Does America need more Apple’s? Celebratory writers like Thomas Friedman in his book, “That Used to be Us” assert we do.  These writers apparently did not notice that high tech is not labor intensive.

That has some major policy implications.

Studies show that rapid growth of high technology businesses have not led to job growth as was the case with low tech industries of  the 19th and early 20th centuries.  21st century technologies tend to remove middle class jobs, not create them as MIT researcher David Autor has been pointing out (eg in this paper).  There are jobs for the few highly educated workers necessary for high productivity businesses, but by definition, not enough to hire the displaced middle class workers even if they were retrained with the exact skills needed.  Prior to this, such heretical statements got a person labelled a Luddite for doubting the theology that new technology always created as many jobs as it destroyed.    Researchers are not so sure any more that the “Luddite fallacy” is really a fallacy after all.  The Luddites may simply have been 200 years too early.

In today’s technology, just 300 employees at Twitter delver a product to 200 million users. What about high tech manufacturing? Same thing. In 2006, iPod employees in the US earned 7.5 billion in sales, but Apple paid back into the US economy barely 10% of that- $750 million in wages. (source)

While that profitability is good for Apple Shareholders, this is not so good for jobs in America. What it means is that companies can extract much more purchasing power from the economy than they return in the form of wages. Picture the purchasing power of consumers as a river. If all the companies along the river are taking more water out than they are returning, what happens?

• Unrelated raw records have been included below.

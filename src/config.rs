//! Configuration management for the bookshelf report

use config::{builder::DefaultState, Config, ConfigBuilder, ConfigError, Environment, File};
use serde::Deserialize;
use std::env;
use std::path::PathBuf;

use crate::error::CatalogResult;

#[derive(Debug, Deserialize, Clone, PartialEq, Eq)]
pub struct DataConfig {
    pub authors_path: PathBuf,
    pub books_path: PathBuf,
}

#[derive(Debug, Deserialize, Clone, PartialEq, Eq)]
pub struct LoggingConfig {
    pub level: String,
    pub format: String,
}

#[derive(Debug, Deserialize, Clone, PartialEq, Eq)]
pub struct AppConfig {
    pub data: DataConfig,
    pub logging: LoggingConfig,
}

impl AppConfig {
    /// Load configuration from files and environment variables
    pub fn load() -> CatalogResult<Self> {
        let run_mode = env::var("RUN_MODE").unwrap_or_else(|_| "development".into());

        let config = Self::with_defaults()?
            .add_source(File::with_name("config/default").required(false))
            // Layer on the environment-specific file
            .add_source(File::with_name(&format!("config/{}", run_mode)).required(false))
            // e.g. BOOKSHELF__DATA__BOOKS_PATH
            .add_source(
                Environment::with_prefix("BOOKSHELF")
                    .prefix_separator("__")
                    .separator("__"),
            )
            .set_override_option("data.authors_path", env::var("AUTHORS_JSON").ok())?
            .set_override_option("data.books_path", env::var("BOOKS_JSON").ok())?
            .build()?;

        Ok(config.try_deserialize()?)
    }

    /// Builder holding the built-in defaults, before any file or environment source
    fn with_defaults() -> Result<ConfigBuilder<DefaultState>, ConfigError> {
        Config::builder()
            .set_default("data.authors_path", "data/authors.json")?
            .set_default("data.books_path", "data/books.json")?
            .set_default("logging.level", "info")?
            .set_default("logging.format", "pretty")
    }
}
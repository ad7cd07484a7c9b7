// ABOUTME: Account directory mapping user identifiers to account records
// ABOUTME: Email uniqueness, handle claims, search, and deletion over one versioned blob
//
// SPDX-License-Identifier: MIT OR Apache-2.0
// Copyright (c) 2025 Pierre Fitness Intelligence

use std::collections::BTreeMap;

use chrono::Utc;
use tracing::{debug, instrument};

use super::repository::DocumentRepository;
use crate::constants::search::MAX_RESULTS;
use crate::errors::{AppError, AppResult};
use crate::logging::AppLogger;
use crate::models::user::remove_all;
use crate::models::{Handle, User, UserId};
use crate::storage::factory::SharedStore;
use crate::storage::StorageKey;

/// Stored directory value: every account keyed by identifier
pub type UserTable = BTreeMap<UserId, User>;

/// Account directory
#[derive(Clone)]
pub struct AccountDirectory {
    users: DocumentRepository<UserTable>,
}

impl AccountDirectory {
    /// Create a directory over `store`
    #[must_use]
    pub fn new(store: SharedStore, max_attempts: u32) -> Self {
        Self {
            users: DocumentRepository::new(store, StorageKey::Users.as_key(), max_attempts),
        }
    }

    /// Repository holding the whole table, shared with the friend graph
    pub(crate) const fn table(&self) -> &DocumentRepository<UserTable> {
        &self.users
    }

    async fn snapshot(&self) -> AppResult<UserTable> {
        Ok(self
            .users
            .get()
            .await?
            .map(|snapshot| snapshot.value)
            .unwrap_or_default())
    }

    /// Create an account for `email` with an empty handle
    ///
    /// # Errors
    ///
    /// Returns `InvalidInput` for a blank email and `DuplicateEmail` if the
    /// email is already registered
    #[instrument(skip(self))]
    pub async fn create(&self, email: &str) -> AppResult<User> {
        let email = email.trim();
        if email.is_empty() {
            return Err(AppError::invalid_input("Email must not be empty"));
        }
        let created = self
            .users
            .update(|table| {
                if table.values().any(|user| user.email == email) {
                    return Err(AppError::duplicate_email(email));
                }
                let user = User::new(email, Utc::now());
                table.insert(user.id.clone(), user.clone());
                Ok(user)
            })
            .await;
        match &created {
            Ok(user) => AppLogger::log_account_event(user.id.as_str(), "create", true, None),
            Err(e) => AppLogger::log_account_event("", "create", false, Some(&e.message)),
        }
        created
    }

    /// Look up an account by email (trimmed, exact match)
    ///
    /// # Errors
    ///
    /// Returns an error if the directory cannot be read
    pub async fn find_by_email(&self, email: &str) -> AppResult<Option<User>> {
        let email = email.trim();
        Ok(self
            .snapshot()
            .await?
            .into_values()
            .find(|user| user.email == email))
    }

    /// Look up an account by identifier
    ///
    /// # Errors
    ///
    /// Returns an error if the directory cannot be read
    pub async fn find_by_id(&self, id: &UserId) -> AppResult<Option<User>> {
        Ok(self.snapshot().await?.remove(id))
    }

    /// Look up an account by handle, case-insensitively
    ///
    /// # Errors
    ///
    /// Returns an error if the directory cannot be read
    pub async fn find_by_handle(&self, handle: &str) -> AppResult<Option<User>> {
        let wanted = handle.trim().to_lowercase();
        if wanted.is_empty() {
            return Ok(None);
        }
        Ok(self
            .snapshot()
            .await?
            .into_values()
            .find(|user| user.handle.to_lowercase() == wanted))
    }

    /// Every account, ordered by identifier
    ///
    /// # Errors
    ///
    /// Returns an error if the directory cannot be read
    pub async fn list(&self) -> AppResult<Vec<User>> {
        Ok(self.snapshot().await?.into_values().collect())
    }

    /// Whether no account holds `handle`, compared case-insensitively
    ///
    /// # Errors
    ///
    /// Returns an error if the directory cannot be read
    pub async fn is_handle_available(&self, handle: &str) -> AppResult<bool> {
        let wanted = handle.trim().to_lowercase();
        if wanted.is_empty() {
            return Ok(false);
        }
        Ok(!self
            .snapshot()
            .await?
            .values()
            .any(|user| user.handle.to_lowercase() == wanted))
    }

    /// Claim `handle` for `user_id`
    ///
    /// Availability is checked in the same write as the claim. Re-claiming
    /// the handle the user already holds succeeds.
    ///
    /// # Errors
    ///
    /// Returns `InvalidHandle`, `UserNotFound`, or `HandleTaken`
    #[instrument(skip(self))]
    pub async fn claim_handle(&self, user_id: &UserId, handle: &str) -> AppResult<User> {
        let handle = Handle::parse(handle)?;
        let claimed = self
            .users
            .update(|table| {
                if !table.contains_key(user_id) {
                    return Err(AppError::user_not_found(user_id.as_str()));
                }
                let taken = table.values().any(|other| {
                    other.id != *user_id && other.handle.to_lowercase() == handle.as_str()
                });
                if taken {
                    return Err(AppError::handle_taken(handle.as_str()));
                }
                let user = table
                    .get_mut(user_id)
                    .ok_or_else(|| AppError::user_not_found(user_id.as_str()))?;
                user.handle = handle.as_str().to_owned();
                Ok(user.clone())
            })
            .await;
        AppLogger::log_account_event(
            user_id.as_str(),
            "claim_handle",
            claimed.is_ok(),
            Some(handle.as_str()),
        );
        claimed
    }

    /// Set or clear the display name used by search
    ///
    /// # Errors
    ///
    /// Returns `UserNotFound` if the account does not exist
    pub async fn set_display_name(
        &self,
        user_id: &UserId,
        display_name: Option<&str>,
    ) -> AppResult<User> {
        let display_name = display_name
            .map(str::trim)
            .filter(|name| !name.is_empty())
            .map(str::to_owned);
        self.users
            .update(|table| {
                let user = table
                    .get_mut(user_id)
                    .ok_or_else(|| AppError::user_not_found(user_id.as_str()))?;
                user.display_name.clone_from(&display_name);
                Ok(user.clone())
            })
            .await
    }

    /// Accounts whose handle or display name contains `query`
    ///
    /// Case-insensitive, excludes `requester`, at most five results. A blank
    /// query matches nothing.
    ///
    /// # Errors
    ///
    /// Returns an error if the directory cannot be read
    pub async fn search(&self, query: &str, requester: &UserId) -> AppResult<Vec<User>> {
        let query = query.trim();
        if query.is_empty() {
            return Ok(Vec::new());
        }
        let results: Vec<User> = self
            .snapshot()
            .await?
            .into_values()
            .filter(|user| user.id != *requester && user.matches_query(query))
            .take(MAX_RESULTS)
            .collect();
        debug!(query, results = results.len(), "Directory search");
        Ok(results)
    }

    /// Remove an account and scrub its identifier from every relationship set
    ///
    /// # Errors
    ///
    /// Returns an error if the directory cannot be written
    #[instrument(skip(self))]
    pub async fn delete(&self, user_id: &UserId) -> AppResult<bool> {
        let removed = self
            .users
            .update(|table| {
                if table.remove(user_id).is_none() {
                    return Ok(false);
                }
                for other in table.values_mut() {
                    remove_all(&mut other.friends, user_id);
                    remove_all(&mut other.pending_requests, user_id);
                    remove_all(&mut other.sent_requests, user_id);
                }
                Ok(true)
            })
            .await?;
        if removed {
            AppLogger::log_account_event(user_id.as_str(), "delete", true, None);
        }
        Ok(removed)
    }
}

That’s right. The river dries up. It is clear we cannot return to a housing price spiral to pump more purchasing power into the river. We need to attack the problem a different way.

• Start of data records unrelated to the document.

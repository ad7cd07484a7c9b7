// ABOUTME: Static badge table unlocked by cumulative scan count
// ABOUTME: Achievement entries with thresholds, XP rewards, and rarity tiers
//
// SPDX-License-Identifier: MIT OR Apache-2.0
// Copyright (c) 2025 Pierre Fitness Intelligence

use serde::{Deserialize, Serialize};

/// Rarity tier of a badge
#[derive(Debug, Clone, Copy, PartialEq, Eq, PartialOrd, Ord, Hash, Serialize, Deserialize)]
#[serde(rename_all = "lowercase")]
pub enum BadgeTier {
    /// Entry badges
    Bronze,
    /// Regular use
    Silver,
    /// Committed trackers
    Gold,
    /// Long-term trackers
    Platinum,
    /// Top of the table
    Diamond,
}

impl BadgeTier {
    /// Display label
    #[must_use]
    pub const fn label(&self) -> &'static str {
        match self {
            Self::Bronze => "Bronze",
            Self::Silver => "Silver",
            Self::Gold => "Gold",
            Self::Platinum => "Platinum",
            Self::Diamond => "Diamond",
        }
    }
}

/// A one-time reward unlocked at a scan-count threshold
#[derive(Debug, Clone, Copy, PartialEq, Eq, Serialize)]
pub struct Achievement {
    /// History length required
    pub threshold: usize,
    /// Unique badge name, also its identifier
    pub name: &'static str,
    /// Experience credited once on unlock
    pub xp: u64,
    /// Rarity tier
    pub tier: BadgeTier,
    /// Icon reference
    pub icon: &'static str,
}

impl Achievement {
    /// Human-readable requirement line
    #[must_use]
    pub fn requirement(&self) -> String {
        if self.threshold == 1 {
            "Scan your first meal".to_owned()
        } else {
            format!("Scan {} meals", self.threshold)
        }
    }
}

/// Badge table ordered by ascending threshold
pub const BADGES: &[Achievement] = &[
    Achievement { threshold: 1, name: "First Bite", xp: 50, tier: BadgeTier::Bronze, icon: "fa-utensils" },
    Achievement { threshold: 3, name: "Curious Eater", xp: 75, tier: BadgeTier::Bronze, icon: "fa-magnifying-glass" },
    Achievement { threshold: 5, name: "Snack Tracker", xp: 100, tier: BadgeTier::Bronze, icon: "fa-cookie-bite" },
    Achievement { threshold: 10, name: "Meal Mapper", xp: 150, tier: BadgeTier::Silver, icon: "fa-map" },
    Achievement { threshold: 25, name: "Macro Hunter", xp: 250, tier: BadgeTier::Silver, icon: "fa-crosshairs" },
    Achievement { threshold: 50, name: "Nutrition Ninja", xp: 400, tier: BadgeTier::Gold, icon: "fa-user-ninja" },
    Achievement { threshold: 100, name: "Century Feast", xp: 750, tier: BadgeTier::Gold, icon: "fa-trophy" },
    Achievement { threshold: 250, name: "Fuel Master", xp: 1500, tier: BadgeTier::Platinum, icon: "fa-bolt" },
    Achievement { threshold: 500, name: "Iron Stomach", xp: 3000, tier: BadgeTier::Diamond, icon: "fa-shield" },
    Achievement { threshold: 1000, name: "Calippo Immortal", xp: 6000, tier: BadgeTier::Diamond, icon: "fa-crown" },
];

/// Look up a badge by name
#[must_use]
pub fn badge_by_name(name: &str) -> Option<&'static Achievement> {
    BADGES.iter().find(|badge| badge.name == name)
}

At a macro level, we have a system wide market failure since businesses are not directly feeling the long term cost of refusal to return purchasing power to the Consumption river. The system incents businesses to drain the river as quickly and efficiently as possible through the wonders of high technology.  Using efficiency managers like Mitt Romney, successful businesses do it with progressively fewer and fewer workers than before. (NYMag article: The Romney Economy)

We have to go beyond gimmicks like inflating credit to address this underlying mismatch between how much stuff a worker can create versus how much stuff we can possibly consume. One idea is to treat the river of purchasing power as a public resource, and that companies not be allowed to pump more water out of the river than is going in.

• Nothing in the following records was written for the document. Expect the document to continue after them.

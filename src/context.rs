// ABOUTME: Application context wiring every component from configuration
// ABOUTME: Builds the store, directory, session, friend graph, history, ledger, and scanner
//
// SPDX-License-Identifier: MIT OR Apache-2.0
// Copyright (c) 2025 Pierre Fitness Intelligence

use std::sync::Arc;

use tracing::{info, warn};

use crate::config::AppConfig;
use crate::database::{AccountDirectory, FriendGraph, HistoryStore, Preferences};
use crate::errors::AppResult;
use crate::llm::{FoodAnalyzer, GeminiVisionAnalyzer};
use crate::progression::ProgressionLedger;
use crate::scanner::ScanCoordinator;
use crate::session::SessionHolder;
use crate::storage::factory::{create_store, SharedStore};

/// Every component of the data layer over one store
#[derive(Clone)]
pub struct AppContext {
    /// Underlying key-value store
    pub store: SharedStore,
    /// Account directory
    pub directory: AccountDirectory,
    /// Current-user pointer
    pub session: SessionHolder,
    /// Friend-relationship graph
    pub social: FriendGraph,
    /// Scan history
    pub history: HistoryStore,
    /// Daily goal and theme
    pub preferences: Preferences,
    /// Progression ledger
    pub ledger: ProgressionLedger,
    /// Scan flow
    pub scanner: ScanCoordinator,
}

impl AppContext {
    /// Build the context described by `config`
    ///
    /// The Gemini analyzer is attached only when an API key is configured.
    ///
    /// # Errors
    ///
    /// Returns an error if the store or the HTTP client cannot be created
    pub async fn from_config(config: &AppConfig) -> AppResult<Self> {
        let store = create_store(&config.storage).await?;
        let analyzer: Option<Arc<dyn FoodAnalyzer>> = if config.gemini.api_key.is_some() {
            Some(Arc::new(GeminiVisionAnalyzer::from_config(&config.gemini)?))
        } else {
            warn!("Meal analysis disabled: no GEMINI_API_KEY");
            None
        };
        let context = Self::assemble(store, config, analyzer);
        info!(
            backend = context.store.backend_name(),
            "Application context ready"
        );
        Ok(context)
    }

    /// Build the context over an existing store
    #[must_use]
    pub fn with_store(store: SharedStore, config: &AppConfig) -> Self {
        Self::assemble(store, config, None)
    }

    /// Replace the meal analyzer
    #[must_use]
    pub fn with_analyzer(mut self, analyzer: Arc<dyn FoodAnalyzer>) -> Self {
        self.scanner = ScanCoordinator::new(self.ledger.clone(), Some(analyzer));
        self
    }

    fn assemble(
        store: SharedStore,
        config: &AppConfig,
        analyzer: Option<Arc<dyn FoodAnalyzer>>,
    ) -> Self {
        let attempts = config.storage.cas_max_retries;
        let directory = AccountDirectory::new(store.clone(), attempts);
        let session = SessionHolder::new(store.clone(), directory.clone(), attempts);
        let social = FriendGraph::new(directory.clone());
        let history = HistoryStore::new(store.clone(), attempts);
        let preferences = Preferences::new(store.clone(), attempts);
        let ledger = ProgressionLedger::new(
            store.clone(),
            history.clone(),
            config.progression,
            attempts,
        );
        let scanner = ScanCoordinator::new(ledger.clone(), analyzer);
        Self {
            store,
            directory,
            session,
            social,
            history,
            preferences,
            ledger,
            scanner,
        }
    }
}
// ABOUTME: Integration tests for the scan coordinator
// ABOUTME: Single in-flight capture, stale result discarding, and failure states
//
// SPDX-License-Identifier: MIT OR Apache-2.0
// Copyright (c) 2025 Pierre Fitness Intelligence

#![allow(clippy::unwrap_used, clippy::expect_used, clippy::panic)]
#![allow(missing_docs)]

mod common;

use calippo::constants::analysis::USER_FACING_FAILURE;
use calippo::errors::ErrorCode;
use calippo::llm::{analysis_failed, ImagePayload};
use calippo::models::UserId;
use calippo::scanner::{ScanResolution, ScanStatus};
use common::{at, create_test_context, meal, ScriptedAnalyzer};

fn photo() -> ImagePayload {
    ImagePayload::from_bytes(&[0xFF, 0xD8, 0xFF, 0xE0, 0x00, 0x10])
}

#[tokio::test]
async fn test_successful_scan_records_history() {
    let analyzer = ScriptedAnalyzer::new(vec![Ok(meal("Burrito bowl", 42.0))]);
    let ctx = create_test_context().with_analyzer(analyzer.clone());
    let me = UserId::from("me");

    let resolution = ctx.scanner.scan(&me, photo(), at(2025, 5, 1)).await.unwrap();
    let outcome = match resolution {
        ScanResolution::Completed(outcome) => outcome,
        other => panic!("expected a completed scan, got {other:?}"),
    };
    assert_eq!(outcome.entry.data.food_name, "Burrito bowl");
    assert_eq!(outcome.level_up, Some(2));
    assert_eq!(analyzer.calls().await, 1);

    let history = ctx.history.list(&me).await.unwrap();
    assert_eq!(history.len(), 1);
    assert_eq!(history[0].image.as_deref(), Some(photo().data_url().as_str()));
    assert!(matches!(ctx.scanner.status().await, ScanStatus::Result(_)));

    ctx.scanner.reset().await;
    assert!(matches!(ctx.scanner.status().await, ScanStatus::Idle));
}

#[tokio::test]
async fn test_second_capture_is_rejected_while_scanning() {
    let ctx = create_test_context();
    let _ticket = ctx.scanner.begin(photo()).await.unwrap();
    assert!(ctx.scanner.status().await.is_scanning());

    let err = ctx.scanner.begin(photo()).await.unwrap_err();
    assert_eq!(err.code, ErrorCode::ScanInProgress);
}

#[tokio::test]
async fn test_abandoned_scan_is_discarded() {
    let ctx = create_test_context();
    let me = UserId::from("me");

    let ticket = ctx.scanner.begin(photo()).await.unwrap();
    ctx.scanner.abandon().await;
    assert!(matches!(ctx.scanner.status().await, ScanStatus::Idle));

    let resolution = ctx
        .scanner
        .complete(ticket, &me, Ok(meal("Late pizza", 20.0)), at(2025, 5, 1))
        .await;
    assert!(matches!(resolution, ScanResolution::Discarded));
    assert!(ctx.history.list(&me).await.unwrap().is_empty());
    assert_eq!(ctx.ledger.state(&me).await.unwrap().total_scans, 0);

    // a stale ticket does not block the next capture
    let fresh = ctx.scanner.begin(photo()).await.unwrap();
    let resolution = ctx
        .scanner
        .complete(fresh, &me, Ok(meal("Fresh pizza", 20.0)), at(2025, 5, 1))
        .await;
    assert!(matches!(resolution, ScanResolution::Completed(_)));
}

#[tokio::test]
async fn test_failed_analysis_shows_error_and_writes_nothing() {
    let analyzer = ScriptedAnalyzer::new(vec![Err(analysis_failed("timeout"))]);
    let ctx = create_test_context().with_analyzer(analyzer);
    let me = UserId::from("me");

    let resolution = ctx.scanner.scan(&me, photo(), at(2025, 5, 1)).await.unwrap();
    let err = match resolution {
        ScanResolution::Failed(err) => err,
        other => panic!("expected a failure, got {other:?}"),
    };
    assert_eq!(err.code, ErrorCode::ExternalServiceError);
    assert_eq!(err.message, USER_FACING_FAILURE);

    match ctx.scanner.status().await {
        ScanStatus::Error(message) => assert_eq!(message, USER_FACING_FAILURE),
        other => panic!("expected error status, got {other:?}"),
    }
    assert!(ctx.history.list(&me).await.unwrap().is_empty());

    ctx.scanner.reset().await;
    assert!(ctx.scanner.begin(photo()).await.is_ok());
}

#[tokio::test]
async fn test_scan_without_analyzer_fails() {
    let ctx = create_test_context();
    let me = UserId::from("me");
    let resolution = ctx.scanner.scan(&me, photo(), at(2025, 5, 1)).await.unwrap();
    let err = match resolution {
        ScanResolution::Failed(err) => err,
        other => panic!("expected a failure, got {other:?}"),
    };
    assert_eq!(err.code, ErrorCode::ExternalServiceUnavailable);
}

In order to keep businesses healthy, the consumption river levels must be maintained.  They will either become regulated in this regard, or they will die from lack of consumers.  So which bitter pills do we choose:

  • Approach 1: Companies must retain sufficient employees to match their extraction of purchasing power. Companies are required to retain sufficient employees so that the river is resupplied with purchasing power in the form of wages. Nothing about the mechanism of enforcement is implied.  This could be a self regulated “privatized” structural mechanism, or an overt governmental intervention- aka a “socialist” regulatory scheme.
  • Approach 2: Redistribution.  Purchasing power is extracted from companies through higher corporate taxation and returned to the economy with public sector jobs- Better pay of teachers, long term infrastructure jobs.

The trend Autor observes applies to all OECD countries.  Are there other approaches for solutions to the Consumption river problem?